### Activity:
For this listing, report how many lines contain the string "SeedSummary", using only a number.
** Opening Data excerpts block **
use clap::{Parser, Subcommand, ValueEnum};

#[derive(Parser, Debug)]
#[command(
    version,
    about = "Seed and inspect the SeaORM blog database",
    arg_required_else_help = true
)]
pub struct Cli {
    #[arg(global = true, short, long, help = "Show debug messages")]
    pub verbose: bool,

    #[arg(
        global = true,
        short = 'u',
        long,
        env = "DATABASE_URL",
        help = "Database URL, overrides the one in sea-orm-blog.toml"
    )]
    pub database_url: Option<String>,

    #[command(subcommand)]
    pub command: Commands,
}

#[derive(Subcommand, PartialEq, Eq, Debug)]
pub enum Commands {
    #[command(about = "Replace the content of the database with the demo data set")]
    Seed,
    #[command(about = "Print user, post and tag metrics as JSON")]
    Stats {
        #[arg(
            value_enum,
            long,
            default_value_t = Source::Db,
            help = "Count with SQL or load every row and count in memory"
        )]
        source: Source,
    },
    #[command(about = "Drop and recreate every table")]
    Reset,
}

#[derive(ValueEnum, Copy, Clone, Debug, PartialEq, Eq, Default)]
pub enum Source {
    #[default]
    Db,
    Memory,
}
pub mod common;

use common::TestContext;
use pretty_assertions::assert_eq;
use sea_orm::{ActiveModelTrait, EntityTrait, PaginatorTrait, Set};
use sea_orm_blog::{
    entity::{prelude::*, user},
    query,
    seed::{self, SeedSummary},
    BlogErr, Dataset,
};

const EXPECTED: SeedSummary = SeedSummary {
    users: 8,
    posts: 12,
    comments: 24,
    tags: 24,
    post_tags: 32,
};

#[tokio::test]
async fn seed_creates_demo_data() -> Result<(), BlogErr> {
    let ctx = TestContext::new().await;
    let db = &ctx.db;

    assert_eq!(seed::run(db).await?, EXPECTED);

    let alice = query::find_user_by_email(db, "alice@example.com")
        .await?
        .unwrap();
    assert_eq!(alice.name, "Alice Johnson");

    // Every post is tagged Rails
    let rails: Vec<_> = query::tag_usage(db)
        .await?
        .into_iter()
        .filter(|t| t.name == "Rails")
        .collect();
    assert_eq!(rails[0].post_count, 12);

    // Unknown tag names are skipped
    let posts = query::posts_with_tag_names(db).await?;
    let console = posts
        .iter()
        .find(|p| p.post.title == "Advanced Rails Console Tips and Tricks")
        .unwrap();
    assert_eq!(console.tag_names, "Rails");

    let counts: Vec<_> = query::posts_with_comment_count(db)
        .await?
        .into_iter()
        .map(|p| p.comment_count)
        .collect();
    assert_eq!(counts, vec![2; 12]);

    Ok(())
}

async fn tag_counts(db: &sea_orm::DatabaseConnection) -> Result<Vec<(String, u64)>, BlogErr> {
    Ok(query::tag_usage(db)
        .await?
        .into_iter()
        .map(|t| (t.name, t.post_count))
        .collect())
}

#[tokio::test]
async fn seed_replaces_existing_rows() -> Result<(), BlogErr> {
    let ctx = TestContext::new().await;
    let db = &ctx.db;

    user::ActiveModel {
        name: Set("Leftover".to_owned()),
        email: Set("leftover@example.com".to_owned()),
        ..Default::default()
    }
    .insert(db)
    .await?;

    assert_eq!(seed::run(db).await?, EXPECTED);
    let first = tag_counts(db).await?;

    // Ids move on, names and counts stay
    assert_eq!(seed::run(db).await?, EXPECTED);
    assert_eq!(tag_counts(db).await?, first);

    assert!(query::find_user_by_email(db, "leftover@example.com")
        .await?
        .is_none());
    assert_eq!(User::find().count(db).await?, 8);

    Ok(())
}

#[tokio::test]
async fn seeded_metrics() -> Result<(), BlogErr> {
    let ctx = TestContext::new().await;
    let db = &ctx.db;
    seed::run(db).await?;

    let stats = query::user_statistics(db).await?;
    // Alice: posts 1 and 4, comments on posts 2, 5 and 9
    let alice = &stats[0];
    assert_eq!(alice.posts_count, 2);
    assert_eq!(alice.comments_made, 3);
    assert_eq!(alice.comments_received, 4);
    assert_eq!(alice.avg_comments_per_post, 2.0);
    assert_eq!(alice.activity_score, 5);
    assert_eq!(alice.engagement_score, 7);

    assert_eq!(stats, Dataset::load(db).await?.user_metrics());

    Ok(())
}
** Closing Data excerpts block **
### Answer to this problem:
2